Lumbar Sympathetic Block

Anatomy

  • The lumbar part of the sympathetic chain lies on the antero-lateral border of the vertebral body . The sympathetic chain is separated from the main lumbar sensory / motor nerves by the psoas muscle.

Indications

  • Poor leg circulation, gangrene of the foot, arterial leg ulcers.
  • CRPS I, CRPS II, Post Herpetic Neuralgia, Phantom Limb Pain.
  • Hyperhidrosis (sweaty feet).

Contra-indications

  • Bleeding and infection risks.
  • It is dangerous to perform the block in the presence of a large aortic aneurysm (swelling of the main down pipe from the heart).
  • A sympathetic block should not be used to treat intermittent claudication (muscle cramp caused by poor arterial supply), as this will cause arterial steal, making the claudication symptoms worse by diverting extra blood flow to the skin.
  • A sympathetic block should not be used to treat erythromelalgia (hot legs / feet caused by arterial thrombosis in small blood vessels due to a high platelet count) - the extra vasodilation will only serve to make the hot legs / feet worse.

Technique

  • The block is performed using X-ray screening, intravenous sedation , local anaesthetic infiltration of the superficial layers, with the patient in the prone position (face down).
  • Using X-ray screening, the needle is inserted about 10 - 12 cm from the midline, and advanced so that initially touches the side of L2 vertebral body. It is then withdrawn slightly and readvanced until it slips past the anterolateral border of the vertebral body .
  • Radio-opaque dye is injected to confirm correct needle position.
  • For diagnostic blocks (CRPS I and CRPS II), 5 - 10 ml 0.5% chirocaine is injected.
  • For neurolytic blocks (arterial insufficiency) 3 - 5 ml 6% aqueous phenol is injected.
  • The same is done for the L3 and L4 levels. Some practitioners treat only L2 and L3 by using a single needle.

Complications

  • Genitofemoral Neuralgia occurs in 5% of all blocks. This causes pain in the L1 groin area and is thought to be due to bruising of the L1 nerve root by the needle passing by it. More than 90% of cases recover spontaneously after 6 weeks.

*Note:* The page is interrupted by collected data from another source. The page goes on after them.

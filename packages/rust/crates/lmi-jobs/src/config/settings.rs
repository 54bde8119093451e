//! Runtime settings loader for lmi-jobs.
//!
//! Loads and merges:
//! - System defaults: `<PRJ_ROOT>/packages/conf/lmi-jobs.yaml`
//! - User overrides:  `<config home>/openlmi/lmi-jobs.yaml`, where the config
//!   home is the caller's choice, else `PRJ_CONFIG_HOME`, else `.config`
//!
//! Merge precedence is user over system. Relative locations resolve against
//! `PRJ_ROOT`, falling back to the working directory.

use std::collections::HashMap;
use std::io::ErrorKind;
use std::path::{Path, PathBuf};

use serde::Deserialize;

const SYSTEM_SETTINGS: &str = "packages/conf/lmi-jobs.yaml";
const USER_SETTINGS: &str = "openlmi/lmi-jobs.yaml";
const CONFIG_HOME: &str = ".config";

#[derive(Debug, Clone, Default, Deserialize)]
pub struct RuntimeSettings {
    #[serde(default)]
    pub jobs: JobSettings,
    #[serde(default)]
    pub indications: IndicationSettings,
    #[serde(default)]
    pub profiles: HashMap<String, ProfileSettings>,
}

#[derive(Debug, Clone, Default, Deserialize)]
pub struct JobSettings {
    pub storage_root: Option<String>,
    pub concurrent_processing: Option<bool>,
    pub org_id: Option<String>,
    pub default_time_before_removal_secs: Option<u64>,
}

#[derive(Debug, Clone, Default, Deserialize)]
pub struct IndicationSettings {
    pub host_name: Option<String>,
    pub namespace: Option<String>,
}

#[derive(Debug, Clone, Default, Deserialize)]
pub struct ProfileSettings {
    pub indication_prefix: Option<String>,
    pub concurrent_processing: Option<bool>,
}

impl RuntimeSettings {
    fn merge(self, overlay: Self) -> Self {
        Self {
            jobs: self.jobs.merge(overlay.jobs),
            indications: self.indications.merge(overlay.indications),
            profiles: merge_profiles(self.profiles, overlay.profiles),
        }
    }

    /// Per-profile section; profile names match case-insensitively.
    #[must_use]
    pub fn profile(&self, name: &str) -> Option<&ProfileSettings> {
        self.profiles
            .iter()
            .find(|(key, _)| key.eq_ignore_ascii_case(name))
            .map(|(_, profile)| profile)
    }
}

impl JobSettings {
    fn merge(self, overlay: Self) -> Self {
        Self {
            storage_root: overlay.storage_root.or(self.storage_root),
            concurrent_processing: overlay
                .concurrent_processing
                .or(self.concurrent_processing),
            org_id: overlay.org_id.or(self.org_id),
            default_time_before_removal_secs: overlay
                .default_time_before_removal_secs
                .or(self.default_time_before_removal_secs),
        }
    }
}

impl IndicationSettings {
    fn merge(self, overlay: Self) -> Self {
        Self {
            host_name: overlay.host_name.or(self.host_name),
            namespace: overlay.namespace.or(self.namespace),
        }
    }
}

impl ProfileSettings {
    fn merge(self, overlay: Self) -> Self {
        Self {
            indication_prefix: overlay.indication_prefix.or(self.indication_prefix),
            concurrent_processing: overlay
                .concurrent_processing
                .or(self.concurrent_processing),
        }
    }
}

fn merge_profiles(
    mut base: HashMap<String, ProfileSettings>,
    overlay: HashMap<String, ProfileSettings>,
) -> HashMap<String, ProfileSettings> {
    for (name, override_profile) in overlay {
        base.entry(name)
            .and_modify(|existing| *existing = existing.clone().merge(override_profile.clone()))
            .or_insert(override_profile);
    }
    base
}

/// Load merged runtime settings; `conf_home` replaces `PRJ_CONFIG_HOME`.
pub fn load_runtime_settings(conf_home: Option<&Path>) -> RuntimeSettings {
    let (system, user) = runtime_settings_paths(conf_home);
    load_runtime_settings_from_paths(&system, &user)
}

/// System and user settings files, in merge order.
#[doc(hidden)]
pub fn runtime_settings_paths(conf_home: Option<&Path>) -> (PathBuf, PathBuf) {
    let root = env_path("PRJ_ROOT")
        .or_else(|| std::env::current_dir().ok())
        .unwrap_or_default();
    let conf_home = conf_home
        .map(Path::to_path_buf)
        .or_else(|| env_path("PRJ_CONFIG_HOME"))
        .unwrap_or_else(|| PathBuf::from(CONFIG_HOME));
    // An absolute config home replaces the root when joined.
    (root.join(SYSTEM_SETTINGS), root.join(conf_home).join(USER_SETTINGS))
}

#[doc(hidden)]
pub fn load_runtime_settings_from_paths(system: &Path, user: &Path) -> RuntimeSettings {
    let base = read_settings(system).unwrap_or_default();
    base.merge(read_settings(user).unwrap_or_default())
}

fn env_path(name: &str) -> Option<PathBuf> {
    let value = std::env::var(name).ok()?;
    let value = value.trim();
    (!value.is_empty()).then(|| PathBuf::from(value))
}

/// `None` for absent, unreadable or malformed files; the latter two are logged.
fn read_settings(path: &Path) -> Option<RuntimeSettings> {
    let raw = std::fs::read_to_string(path)
        .inspect_err(|error| {
            if error.kind() != ErrorKind::NotFound {
                tracing::warn!(
                    path = %path.display(),
                    %error,
                    "settings file unreadable; ignoring"
                );
            }
        })
        .ok()?;
    serde_yaml::from_str(&raw)
        .inspect_err(|error| {
            tracing::warn!(path = %path.display(), %error, "settings file malformed; ignoring");
        })
        .ok()
}
//! Turns jobs into the instance vocabulary used for indications.

use chrono::Utc;
use lmi_indications::{IndicationKind, Instance, PerceivedSeverity, StaticFilter};
use serde_json::Value;

use crate::error::{JobError, Result};
use crate::job::{JobProperty, JobSnapshot, JobState};

/// Ids of the static filters registered for every job class.
pub mod filter_ids {
    /// Job was created.
    pub const CREATED: &str = "Created";
    /// Job was deleted.
    pub const DELETED: &str = "Deleted";
    /// Job state changed.
    pub const CHANGED: &str = "Changed";
    /// Job progress changed.
    pub const PERCENT_UPDATED: &str = "PercentUpdated";
    /// Job completed.
    pub const SUCCEEDED: &str = "Succeeded";
    /// Job ended in EXCEPTION.
    pub const FAILED: &str = "Failed";
}

/// Key property of every job instance.
pub const INSTANCE_ID: &str = "InstanceID";

/// Static filters for `class_name`, whose indications are named after `name_prefix`.
#[must_use]
pub fn standard_filters(class_name: &str, name_prefix: &str) -> Vec<StaticFilter> {
    let creation = IndicationKind::Creation.class_name(name_prefix);
    let deletion = IndicationKind::Deletion.class_name(name_prefix);
    let modification = IndicationKind::Modification.class_name(name_prefix);
    let changed = |property: &str| {
        format!(
            "SELECT * FROM {modification} WHERE SourceInstance ISA {class_name} AND \
             SourceInstance.CIM_ConcreteJob::{property} <> \
             PreviousInstance.CIM_ConcreteJob::{property}"
        )
    };
    let reached = |state: JobState| {
        format!(
            "SELECT * FROM {modification} WHERE SourceInstance ISA {class_name} AND \
             SourceInstance.CIM_ConcreteJob::JobState = {} AND \
             PreviousInstance.CIM_ConcreteJob::JobState <> {}",
            state.cim_value(),
            state.cim_value()
        )
    };

    vec![
        StaticFilter::new(
            filter_ids::CREATED,
            format!("SELECT * FROM {creation} WHERE SourceInstance ISA {class_name}"),
        ),
        StaticFilter::new(
            filter_ids::DELETED,
            format!("SELECT * FROM {deletion} WHERE SourceInstance ISA {class_name}"),
        ),
        StaticFilter::new(filter_ids::CHANGED, changed("JobState")),
        StaticFilter::new(filter_ids::PERCENT_UPDATED, changed("PercentComplete")),
        StaticFilter::new(filter_ids::SUCCEEDED, reached(JobState::Completed)),
        StaticFilter::new(filter_ids::FAILED, reached(JobState::Exception)),
    ]
}

/// What a conversion needs besides the job itself.
#[derive(Debug, Clone, PartialEq, Eq)]
pub struct ConvertContext {
    /// Namespace of the produced instance.
    pub namespace: String,
    /// Organization id used in InstanceIDs.
    pub org_id: String,
    /// CIM class of the job type.
    pub class_name: String,
}

impl ConvertContext {
    /// InstanceID of job `number`.
    #[must_use]
    pub fn instance_id(&self, number: u64) -> String {
        instance_id(&self.org_id, &self.class_name, number)
    }
}

/// `<ORGID>:<ClassName>:<Number>`.
#[must_use]
pub fn instance_id(org_id: &str, class_name: &str, number: u64) -> String {
    format!("{org_id}:{class_name}:{number}")
}

/// Split an InstanceID into `(org_id, class_name, number)`.
pub fn parse_instance_id(id: &str) -> Result<(&str, &str, u64)> {
    let mut parts = id.splitn(3, ':');
    let (Some(org_id), Some(class_name), Some(number)) = (parts.next(), parts.next(), parts.next())
    else {
        return Err(JobError::InvalidParameter(format!(
            "malformed InstanceID: {id}"
        )));
    };
    if org_id.is_empty() || class_name.is_empty() {
        return Err(JobError::InvalidParameter(format!(
            "malformed InstanceID: {id}"
        )));
    }
    let number = number
        .parse::<u64>()
        .map_err(|_| JobError::InvalidParameter(format!("invalid job number in InstanceID: {id}")))?;
    Ok((org_id, class_name, number))
}

/// CIM_ConcreteJob property set for `job`.
#[must_use]
pub fn standard_job_instance(job: &JobSnapshot, ctx: &ConvertContext) -> Instance {
    let elapsed = job.start_time.map(|start| {
        let end = if job.is_finished() {
            job.time_of_last_state_change
        } else {
            Utc::now()
        };
        (end - start).num_milliseconds().max(0)
    });
    let (error_code, error_description) = match &job.error {
        Some(failure) => (
            Value::from(failure_code(failure.kind)),
            Value::from(failure.message.clone()),
        ),
        None => (Value::Null, Value::Null),
    };

    Instance::new(&ctx.namespace, &ctx.class_name)
        .with_key(INSTANCE_ID, ctx.instance_id(job.number))
        .with_property("Name", job.name.clone())
        .with_property("JobState", job.state.cim_value())
        .with_property("OperationalStatus", job.state.operational_status())
        .with_property("JobStatus", job_status(job))
        .with_property("PercentComplete", job.percent_complete)
        .with_property("Priority", job.priority)
        .with_property("DeleteOnCompletion", job.delete_on_completion)
        .with_property(
            "TimeBeforeRemoval",
            u64::try_from(job.time_before_removal.as_millis()).unwrap_or(u64::MAX),
        )
        .with_property("TimeSubmitted", job.time_submitted.to_rfc3339())
        .with_property(
            "StartTime",
            job.start_time.map(|t| Value::from(t.to_rfc3339())).unwrap_or_default(),
        )
        .with_property(
            "TimeOfLastStateChange",
            job.time_of_last_state_change.to_rfc3339(),
        )
        .with_property("ElapsedTime", elapsed.map(Value::from).unwrap_or_default())
        .with_property("ErrorCode", error_code)
        .with_property("ErrorDescription", error_description)
        .with_property(
            "MethodName",
            job.method_name.clone().map(Value::from).unwrap_or_default(),
        )
}

fn job_status(job: &JobSnapshot) -> String {
    if let Some(status) = &job.status_description {
        return status.clone();
    }
    match job.state {
        JobState::New => "Enqueued".to_string(),
        JobState::Running => "Running".to_string(),
        JobState::Completed => "Completed successfully".to_string(),
        JobState::Terminated => "Terminated".to_string(),
        JobState::Exception => job
            .error
            .as_ref()
            .map_or_else(|| "Failed".to_string(), |e| format!("Failed: {}", e.message)),
    }
}

fn failure_code(kind: crate::job::JobFailureKind) -> u16 {
    use crate::job::JobFailureKind;
    match kind {
        JobFailureKind::Failed => 1,
        JobFailureKind::NotSupported => 7,
        JobFailureKind::InvalidParameter => 4,
        JobFailureKind::Terminated => 17,
    }
}

/// Filters a modification is reported under, in send order.
#[must_use]
pub(crate) fn modification_filters(
    property: JobProperty,
    before: &JobSnapshot,
    after: &JobSnapshot,
) -> Vec<(&'static str, PerceivedSeverity)> {
    let mut filters = Vec::new();
    match property {
        JobProperty::State if before.state != after.state => {
            filters.push((filter_ids::CHANGED, PerceivedSeverity::Information));
            match after.state {
                JobState::Completed => {
                    filters.push((filter_ids::SUCCEEDED, PerceivedSeverity::Information));
                }
                JobState::Exception => {
                    filters.push((filter_ids::FAILED, PerceivedSeverity::Major));
                }
                _ => {}
            }
        }
        JobProperty::PercentComplete if before.percent_complete != after.percent_complete => {
            filters.push((filter_ids::PERCENT_UPDATED, PerceivedSeverity::Information));
        }
        _ => {}
    }
    filters
}
//! The job object: identity, properties and the per-job lock.
//!
//! Every mutation goes through a setter that takes the job lock, records a
//! before/after snapshot and forwards a signal to the owning manager's event
//! loop. Signals are queued while the job lock is held, so the loop sees
//! them in the order the changes happened.

mod snapshot;
mod state;

use std::sync::{Condvar, Mutex, MutexGuard, PoisonError};
use std::time::Duration;

use chrono::Utc;
use serde_json::{Map, Value};

pub use snapshot::{JobFailure, JobFailureKind, JobProperty, JobSnapshot, JobType};
pub use state::JobState;

use crate::error::{JobError, Result};
use crate::manager::{LoopMessage, SignalHook};

struct JobInner {
    snapshot: JobSnapshot,
    hook: Option<SignalHook>,
    persistent: bool,
    in_worker: bool,
}

impl JobInner {
    fn emit(&self, message: LoopMessage) {
        if let Some(hook) = &self.hook
            && hook.send(message).is_err()
        {
            tracing::debug!(
                job_number = self.snapshot.number,
                "event loop gone; job signal dropped"
            );
        }
    }
}

/// A unit of asynchronous, trackable, cancellable work.
pub struct Job {
    number: u64,
    jobid: String,
    job_type: JobType,
    inner: Mutex<JobInner>,
    finished: Condvar,
}

impl Job {
    pub(crate) fn from_snapshot(snapshot: JobSnapshot, persistent: bool) -> Self {
        Self {
            number: snapshot.number,
            jobid: snapshot.jobid.clone(),
            job_type: snapshot.job_type.clone(),
            inner: Mutex::new(JobInner {
                snapshot,
                hook: None,
                persistent,
                in_worker: false,
            }),
            finished: Condvar::new(),
        }
    }

    fn lock(&self) -> MutexGuard<'_, JobInner> {
        self.inner.lock().unwrap_or_else(PoisonError::into_inner)
    }

    pub(crate) fn attach(&self, hook: SignalHook) {
        self.lock().hook = Some(hook);
    }

    /// Stop forwarding signals; used right before deletion.
    pub(crate) fn detach(&self) {
        self.lock().hook = None;
    }

    pub(crate) fn persistence_enabled(&self) -> bool {
        self.lock().persistent
    }

    pub(crate) fn disable_persistence(&self) {
        self.lock().persistent = false;
    }

    /// Claim the job for a worker; `false` if another worker still holds it.
    pub(crate) fn enter_worker(&self) -> bool {
        let mut inner = self.lock();
        !std::mem::replace(&mut inner.in_worker, true)
    }

    /// Release the worker claim and report it to whichever loop the job is
    /// attached to now.
    pub(crate) fn leave_worker(&self, panicked: bool) {
        let mut inner = self.lock();
        inner.in_worker = false;
        inner.emit(LoopMessage::WorkerFinished {
            number: self.number,
            panicked,
        });
    }

    pub(crate) fn in_worker(&self) -> bool {
        self.lock().in_worker
    }

    /// Process-unique job number.
    pub fn number(&self) -> u64 {
        self.number
    }

    /// `<ORGID>:<ClassName>:<Number>` identity.
    pub fn jobid(&self) -> &str {
        &self.jobid
    }

    /// Registered type of this job.
    pub fn job_type(&self) -> &JobType {
        &self.job_type
    }

    /// Copy of all properties.
    pub fn snapshot(&self) -> JobSnapshot {
        self.lock().snapshot.clone()
    }

    /// Current state.
    pub fn state(&self) -> JobState {
        self.lock().snapshot.state
    }

    /// Whether the job reached a terminal state.
    pub fn is_finished(&self) -> bool {
        self.state().is_finished()
    }

    /// Display name.
    pub fn name(&self) -> String {
        self.lock().snapshot.name.clone()
    }

    /// Scheduling priority, lower runs first.
    pub fn priority(&self) -> u32 {
        self.lock().snapshot.priority
    }

    /// Progress in percent.
    pub fn percent_complete(&self) -> u16 {
        self.lock().snapshot.percent_complete
    }

    /// Whether the job is removed automatically after finishing.
    pub fn delete_on_completion(&self) -> bool {
        self.lock().snapshot.delete_on_completion
    }

    /// Delay before automatic removal.
    pub fn time_before_removal(&self) -> Duration {
        self.lock().snapshot.time_before_removal
    }

    /// Method input parameters.
    pub fn in_params(&self) -> Map<String, Value> {
        self.lock().snapshot.in_params.clone()
    }

    /// Type-specific payload.
    pub fn data(&self) -> Value {
        self.lock().snapshot.data.clone()
    }

    fn modify<F>(&self, property: JobProperty, apply: F) -> bool
    where
        F: FnOnce(&mut JobSnapshot) -> bool,
    {
        let mut inner = self.lock();
        let before = inner.snapshot.clone();
        if !apply(&mut inner.snapshot) {
            return false;
        }
        let after = inner.snapshot.clone();
        inner.emit(LoopMessage::Modified {
            number: self.number,
            before: Box::new(before),
            after: Box::new(after),
            property,
        });
        true
    }

    /// Set the display name.
    pub fn set_name(&self, name: impl Into<String>) -> bool {
        let name = name.into();
        self.modify(JobProperty::Name, |s| replace(&mut s.name, name))
    }

    /// Change priority; a pending job is re-queued under the new value.
    pub fn set_priority(&self, priority: u32) -> bool {
        self.modify(JobProperty::Priority, |s| replace(&mut s.priority, priority))
    }

    /// Update progress, clamped to 100.
    pub fn set_percent_complete(&self, percent: u16) -> bool {
        let percent = percent.min(100);
        self.modify(JobProperty::PercentComplete, |s| {
            replace(&mut s.percent_complete, percent)
        })
    }

    /// Request (or cancel) automatic removal after finishing.
    pub fn set_delete_on_completion(&self, delete: bool) -> bool {
        self.modify(JobProperty::DeleteOnCompletion, |s| {
            replace(&mut s.delete_on_completion, delete)
        })
    }

    /// Delay between finishing and automatic removal.
    pub fn set_time_before_removal(&self, delay: Duration) -> bool {
        self.modify(JobProperty::TimeBeforeRemoval, |s| {
            replace(&mut s.time_before_removal, delay)
        })
    }

    /// Name of the method that spawned the job.
    pub fn set_method_name(&self, method: impl Into<String>) -> bool {
        let method = Some(method.into());
        self.modify(JobProperty::MethodName, |s| replace(&mut s.method_name, method))
    }

    /// Free-form status line.
    pub fn set_status_description(&self, status: impl Into<String>) -> bool {
        let status = Some(status.into());
        self.modify(JobProperty::StatusDescription, |s| {
            replace(&mut s.status_description, status)
        })
    }

    /// Set one input parameter.
    pub fn set_in_param(&self, name: impl Into<String>, value: impl Into<Value>) -> bool {
        let (name, value) = (name.into(), value.into());
        self.modify(JobProperty::Parameters, |s| {
            s.in_params.insert(name, value.clone()).as_ref() != Some(&value)
        })
    }

    /// Set one output parameter.
    pub fn set_out_param(&self, name: impl Into<String>, value: impl Into<Value>) -> bool {
        let (name, value) = (name.into(), value.into());
        self.modify(JobProperty::Parameters, |s| {
            s.out_params.insert(name, value.clone()).as_ref() != Some(&value)
        })
    }

    /// Replace the type-specific payload.
    pub fn set_data(&self, data: Value) -> bool {
        self.modify(JobProperty::Data, |s| replace(&mut s.data, data))
    }

    fn transition(
        &self,
        next: JobState,
        result: Option<Value>,
        error: Option<JobFailure>,
    ) -> Result<()> {
        let mut inner = self.lock();
        let current = inner.snapshot.state;
        if !current.can_transition_to(next) {
            return Err(JobError::InvalidTransition {
                number: self.number,
                from: current,
                to: next,
            });
        }

        let before = inner.snapshot.clone();
        let now = Utc::now();
        let snapshot = &mut inner.snapshot;
        snapshot.state = next;
        snapshot.time_of_last_state_change = now;
        match next {
            JobState::Running => {
                snapshot.start_time.get_or_insert(now);
            }
            JobState::Completed => {
                snapshot.percent_complete = 100;
                snapshot.result = result;
            }
            JobState::Terminated | JobState::Exception => {
                snapshot.result = result;
                snapshot.error = error;
            }
            JobState::New => {}
        }
        let after = snapshot.clone();

        tracing::debug!(
            job_number = self.number,
            jobid = %self.jobid,
            from = %current,
            to = %next,
            "job state changed"
        );
        inner.emit(LoopMessage::Modified {
            number: self.number,
            before: Box::new(before),
            after: Box::new(after),
            property: JobProperty::State,
        });
        if next.is_finished() {
            inner.emit(LoopMessage::Finished {
                number: self.number,
                state: next,
            });
            self.finished.notify_all();
        }
        Ok(())
    }

    /// NEW → RUNNING.
    pub(crate) fn start(&self) -> Result<()> {
        self.transition(JobState::Running, None, None)
    }

    /// Finish successfully with an optional return value.
    pub fn finish_ok(&self, result: Option<Value>) -> Result<()> {
        self.transition(JobState::Completed, result, None)
    }

    /// Finish with an error.
    pub fn finish_exception(&self, failure: JobFailure) -> Result<()> {
        tracing::warn!(
            job_number = self.number,
            jobid = %self.jobid,
            error = %failure.message,
            "job failed"
        );
        self.transition(JobState::Exception, None, Some(failure))
    }

    /// Finish as cancelled.
    pub fn finish_terminated(&self) -> Result<()> {
        let failure = JobFailure {
            kind: JobFailureKind::Terminated,
            message: "job was terminated".to_string(),
        };
        self.transition(JobState::Terminated, None, Some(failure))
    }

    /// Block until the job finishes or `timeout` elapses.
    ///
    /// Returns the terminal state, or `None` on timeout.
    pub fn wait_finished(&self, timeout: Option<Duration>) -> Option<JobState> {
        let inner = self.lock();
        let unfinished = |inner: &mut JobInner| !inner.snapshot.state.is_finished();
        let inner = match timeout {
            Some(timeout) => {
                self.finished
                    .wait_timeout_while(inner, timeout, unfinished)
                    .unwrap_or_else(PoisonError::into_inner)
                    .0
            }
            None => self
                .finished
                .wait_while(inner, unfinished)
                .unwrap_or_else(PoisonError::into_inner),
        };
        let state = inner.snapshot.state;
        state.is_finished().then_some(state)
    }
}

impl std::fmt::Debug for Job {
    fn fmt(&self, f: &mut std::fmt::Formatter<'_>) -> std::fmt::Result {
        f.debug_struct("Job")
            .field("number", &self.number)
            .field("jobid", &self.jobid)
            .field("job_type", &self.job_type)
            .field("state", &self.state())
            .finish_non_exhaustive()
    }
}

fn replace<T: PartialEq>(slot: &mut T, value: T) -> bool {
    if *slot == value {
        return false;
    }
    *slot = value;
    true
}

#[cfg(test)]
mod tests {
    use tokio::sync::mpsc;

    use super::*;

    fn job() -> Job {
        Job::from_snapshot(
            JobSnapshot::new(7, "LMI:LMI_TestJob:7".into(), JobType::new("TestJob")),
            false,
        )
    }

    #[test]
    fn test_setters_report_change_only_once() {
        let job = job();
        assert!(job.set_priority(5));
        assert!(!job.set_priority(5));
        assert!(job.set_percent_complete(250));
        assert_eq!(job.percent_complete(), 100);
    }

    #[test]
    fn test_signals_arrive_in_order() {
        let job = job();
        let (tx, mut rx) = mpsc::unbounded_channel();
        job.attach(tx);

        job.set_percent_complete(10);
        job.start().unwrap();
        job.finish_ok(Some(Value::from(0))).unwrap();

        let mut seen = Vec::new();
        while let Ok(message) = rx.try_recv() {
            match message {
                LoopMessage::Modified { property, after, .. } => {
                    seen.push(format!("{property:?}:{}", after.state));
                }
                LoopMessage::Finished { state, .. } => seen.push(format!("finished:{state}")),
                _ => {}
            }
        }
        assert_eq!(
            seen,
            vec![
                "PercentComplete:new",
                "State:running",
                "State:completed",
                "finished:completed"
            ]
        );
    }

    #[test]
    fn test_finished_job_rejects_transitions() {
        let job = job();
        job.finish_terminated().unwrap();
        assert!(matches!(
            job.start(),
            Err(JobError::InvalidTransition { .. })
        ));
        assert_eq!(job.wait_finished(Some(Duration::ZERO)), Some(JobState::Terminated));
    }

    #[test]
    fn test_detached_job_emits_nothing() {
        let job = job();
        let (tx, mut rx) = mpsc::unbounded_channel();
        job.attach(tx);
        job.detach();
        job.set_name("renamed");
        assert!(rx.try_recv().is_err());
    }

    #[test]
    fn test_worker_claim_is_exclusive_and_reported() {
        let job = job();
        let (tx, mut rx) = mpsc::unbounded_channel();
        job.attach(tx);

        assert!(job.enter_worker());
        assert!(!job.enter_worker());
        assert!(job.in_worker());
        job.leave_worker(false);
        assert!(!job.in_worker());
        assert!(matches!(
            rx.try_recv(),
            Ok(LoopMessage::WorkerFinished { number: 7, panicked: false })
        ));
        assert!(job.enter_worker());
    }

    #[test]
    fn test_wait_finished_times_out_for_new_job() {
        assert_eq!(job().wait_finished(Some(Duration::from_millis(10))), None);
    }
}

Treatment with amitriptyline and gabapentin / pregabalin can help greatly.
  • Bleeding due to aorta and inferior vena cava injury by the needle.
  • Intravascular injection (should be prevented by checking the needle position with radio-opaque dye).
  • Upper abdominal organ puncture with abscess / cyst formation.
  • Paraplegia from injecting phenol into the arteries that supply the spinal cord (should be prevented by checking the needle position with radio-opaque dye).